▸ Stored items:
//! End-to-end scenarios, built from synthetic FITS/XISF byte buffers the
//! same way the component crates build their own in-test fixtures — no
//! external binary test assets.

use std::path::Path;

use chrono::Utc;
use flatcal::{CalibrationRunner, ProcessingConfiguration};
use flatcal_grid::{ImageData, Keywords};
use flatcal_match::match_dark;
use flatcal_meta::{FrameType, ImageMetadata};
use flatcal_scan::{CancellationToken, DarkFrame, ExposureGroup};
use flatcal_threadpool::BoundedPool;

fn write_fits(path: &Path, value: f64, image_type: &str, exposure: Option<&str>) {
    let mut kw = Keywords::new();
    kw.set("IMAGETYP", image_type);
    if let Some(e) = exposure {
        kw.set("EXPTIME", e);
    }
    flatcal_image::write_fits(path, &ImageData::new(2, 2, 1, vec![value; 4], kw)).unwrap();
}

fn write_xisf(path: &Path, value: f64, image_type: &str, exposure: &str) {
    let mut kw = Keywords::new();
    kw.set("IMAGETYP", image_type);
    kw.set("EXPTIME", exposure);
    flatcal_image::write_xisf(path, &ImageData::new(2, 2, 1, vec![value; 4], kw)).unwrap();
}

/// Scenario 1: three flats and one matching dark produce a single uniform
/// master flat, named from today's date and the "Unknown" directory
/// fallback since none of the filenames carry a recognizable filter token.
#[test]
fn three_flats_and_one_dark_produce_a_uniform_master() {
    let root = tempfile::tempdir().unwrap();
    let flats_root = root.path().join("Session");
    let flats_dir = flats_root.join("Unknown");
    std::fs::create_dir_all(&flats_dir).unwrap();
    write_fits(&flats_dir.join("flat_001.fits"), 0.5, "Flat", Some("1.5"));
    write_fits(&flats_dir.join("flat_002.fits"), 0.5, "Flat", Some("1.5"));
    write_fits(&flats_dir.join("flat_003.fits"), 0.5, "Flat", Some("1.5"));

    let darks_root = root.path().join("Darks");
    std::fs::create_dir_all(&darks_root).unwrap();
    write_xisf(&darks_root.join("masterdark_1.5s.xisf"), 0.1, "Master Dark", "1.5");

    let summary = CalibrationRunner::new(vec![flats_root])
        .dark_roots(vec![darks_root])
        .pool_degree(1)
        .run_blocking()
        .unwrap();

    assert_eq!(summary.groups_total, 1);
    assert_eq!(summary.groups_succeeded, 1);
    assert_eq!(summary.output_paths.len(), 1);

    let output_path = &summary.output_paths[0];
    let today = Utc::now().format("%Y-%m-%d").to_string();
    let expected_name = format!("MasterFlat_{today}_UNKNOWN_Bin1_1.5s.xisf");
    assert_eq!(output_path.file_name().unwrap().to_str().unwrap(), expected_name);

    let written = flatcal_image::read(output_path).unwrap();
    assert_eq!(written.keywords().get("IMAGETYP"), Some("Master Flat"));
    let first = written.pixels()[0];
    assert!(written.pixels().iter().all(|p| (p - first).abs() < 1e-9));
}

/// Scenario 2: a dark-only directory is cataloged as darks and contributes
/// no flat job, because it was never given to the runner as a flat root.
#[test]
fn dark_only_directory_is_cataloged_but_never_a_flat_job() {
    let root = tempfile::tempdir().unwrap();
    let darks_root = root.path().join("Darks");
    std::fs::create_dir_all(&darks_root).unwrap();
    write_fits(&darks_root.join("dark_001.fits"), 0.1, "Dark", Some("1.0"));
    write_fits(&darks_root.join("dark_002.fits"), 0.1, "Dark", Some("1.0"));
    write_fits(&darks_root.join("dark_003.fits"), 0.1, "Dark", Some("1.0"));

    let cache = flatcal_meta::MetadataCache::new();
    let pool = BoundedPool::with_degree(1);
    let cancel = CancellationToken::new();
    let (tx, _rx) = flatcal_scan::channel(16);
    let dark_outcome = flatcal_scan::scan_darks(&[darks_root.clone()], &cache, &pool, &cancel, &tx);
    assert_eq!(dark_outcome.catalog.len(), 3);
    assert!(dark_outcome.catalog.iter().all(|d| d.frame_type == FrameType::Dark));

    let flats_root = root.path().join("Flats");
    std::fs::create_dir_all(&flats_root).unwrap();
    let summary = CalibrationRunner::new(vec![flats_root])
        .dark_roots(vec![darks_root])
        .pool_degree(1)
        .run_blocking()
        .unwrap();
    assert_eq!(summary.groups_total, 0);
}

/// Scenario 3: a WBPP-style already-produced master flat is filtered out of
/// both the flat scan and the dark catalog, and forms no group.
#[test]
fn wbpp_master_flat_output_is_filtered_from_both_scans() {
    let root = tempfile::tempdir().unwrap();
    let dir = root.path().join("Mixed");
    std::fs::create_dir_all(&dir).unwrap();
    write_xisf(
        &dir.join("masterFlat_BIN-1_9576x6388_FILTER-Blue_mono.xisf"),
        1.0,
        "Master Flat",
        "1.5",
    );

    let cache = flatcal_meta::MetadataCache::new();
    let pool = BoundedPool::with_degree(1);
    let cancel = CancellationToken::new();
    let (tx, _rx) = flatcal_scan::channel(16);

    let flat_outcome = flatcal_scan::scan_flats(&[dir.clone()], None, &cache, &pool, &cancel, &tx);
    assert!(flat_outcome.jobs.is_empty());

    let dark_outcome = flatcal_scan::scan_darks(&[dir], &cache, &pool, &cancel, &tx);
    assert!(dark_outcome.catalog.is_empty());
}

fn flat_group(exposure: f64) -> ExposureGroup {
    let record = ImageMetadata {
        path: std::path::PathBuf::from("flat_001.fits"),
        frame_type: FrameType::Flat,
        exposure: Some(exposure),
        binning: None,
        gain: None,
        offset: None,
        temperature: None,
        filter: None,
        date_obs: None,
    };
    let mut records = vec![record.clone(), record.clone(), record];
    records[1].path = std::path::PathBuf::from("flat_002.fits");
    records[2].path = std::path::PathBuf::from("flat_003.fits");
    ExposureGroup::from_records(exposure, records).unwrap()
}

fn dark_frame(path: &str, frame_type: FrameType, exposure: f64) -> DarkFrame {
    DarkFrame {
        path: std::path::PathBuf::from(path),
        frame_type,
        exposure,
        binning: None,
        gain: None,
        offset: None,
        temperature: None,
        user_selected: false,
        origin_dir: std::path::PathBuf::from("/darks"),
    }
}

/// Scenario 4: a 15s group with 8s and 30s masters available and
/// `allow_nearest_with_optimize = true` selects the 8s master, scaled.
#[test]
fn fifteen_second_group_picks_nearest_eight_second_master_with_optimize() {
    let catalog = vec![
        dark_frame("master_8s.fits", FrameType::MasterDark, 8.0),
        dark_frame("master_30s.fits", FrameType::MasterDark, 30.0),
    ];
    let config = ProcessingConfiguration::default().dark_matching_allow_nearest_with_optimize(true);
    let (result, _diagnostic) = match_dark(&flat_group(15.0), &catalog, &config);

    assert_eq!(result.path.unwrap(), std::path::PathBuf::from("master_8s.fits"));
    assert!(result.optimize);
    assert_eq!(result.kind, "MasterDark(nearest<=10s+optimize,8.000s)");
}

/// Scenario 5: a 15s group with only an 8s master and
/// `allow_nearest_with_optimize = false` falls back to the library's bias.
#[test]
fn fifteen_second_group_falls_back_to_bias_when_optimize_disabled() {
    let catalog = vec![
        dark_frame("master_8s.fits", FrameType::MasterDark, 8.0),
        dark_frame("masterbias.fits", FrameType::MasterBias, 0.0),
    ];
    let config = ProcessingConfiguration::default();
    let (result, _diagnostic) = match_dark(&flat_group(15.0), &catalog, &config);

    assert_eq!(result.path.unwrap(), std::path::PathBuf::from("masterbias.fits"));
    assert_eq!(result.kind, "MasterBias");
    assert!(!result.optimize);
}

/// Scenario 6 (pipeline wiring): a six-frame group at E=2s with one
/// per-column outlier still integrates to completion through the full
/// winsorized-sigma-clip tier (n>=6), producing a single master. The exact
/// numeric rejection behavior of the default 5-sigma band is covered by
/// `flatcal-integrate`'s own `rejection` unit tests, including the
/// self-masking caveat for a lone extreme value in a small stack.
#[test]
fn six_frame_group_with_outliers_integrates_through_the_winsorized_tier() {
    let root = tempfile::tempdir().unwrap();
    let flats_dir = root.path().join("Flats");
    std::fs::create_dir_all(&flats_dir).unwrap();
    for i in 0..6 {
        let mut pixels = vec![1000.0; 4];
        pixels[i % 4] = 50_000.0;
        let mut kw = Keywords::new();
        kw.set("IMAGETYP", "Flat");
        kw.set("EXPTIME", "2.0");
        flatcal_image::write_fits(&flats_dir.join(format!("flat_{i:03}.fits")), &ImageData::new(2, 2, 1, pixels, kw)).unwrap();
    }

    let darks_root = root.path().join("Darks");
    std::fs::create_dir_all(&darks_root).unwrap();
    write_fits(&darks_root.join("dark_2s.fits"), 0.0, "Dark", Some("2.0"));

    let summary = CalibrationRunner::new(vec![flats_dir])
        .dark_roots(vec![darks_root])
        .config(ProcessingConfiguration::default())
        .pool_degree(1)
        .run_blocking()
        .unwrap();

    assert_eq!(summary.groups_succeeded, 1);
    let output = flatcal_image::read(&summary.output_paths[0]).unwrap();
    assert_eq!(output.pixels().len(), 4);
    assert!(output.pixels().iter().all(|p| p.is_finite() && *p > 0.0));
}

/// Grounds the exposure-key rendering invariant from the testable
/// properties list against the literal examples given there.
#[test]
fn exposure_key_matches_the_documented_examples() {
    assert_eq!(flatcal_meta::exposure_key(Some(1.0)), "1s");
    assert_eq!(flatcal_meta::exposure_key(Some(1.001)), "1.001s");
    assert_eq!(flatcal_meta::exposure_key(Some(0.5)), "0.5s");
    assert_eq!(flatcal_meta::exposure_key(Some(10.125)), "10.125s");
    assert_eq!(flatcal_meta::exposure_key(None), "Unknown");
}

▸ Prompt: Lines containing "CalibrationRunner": tally them across the records above and give the total alone.

▸ Solution to the problem: 4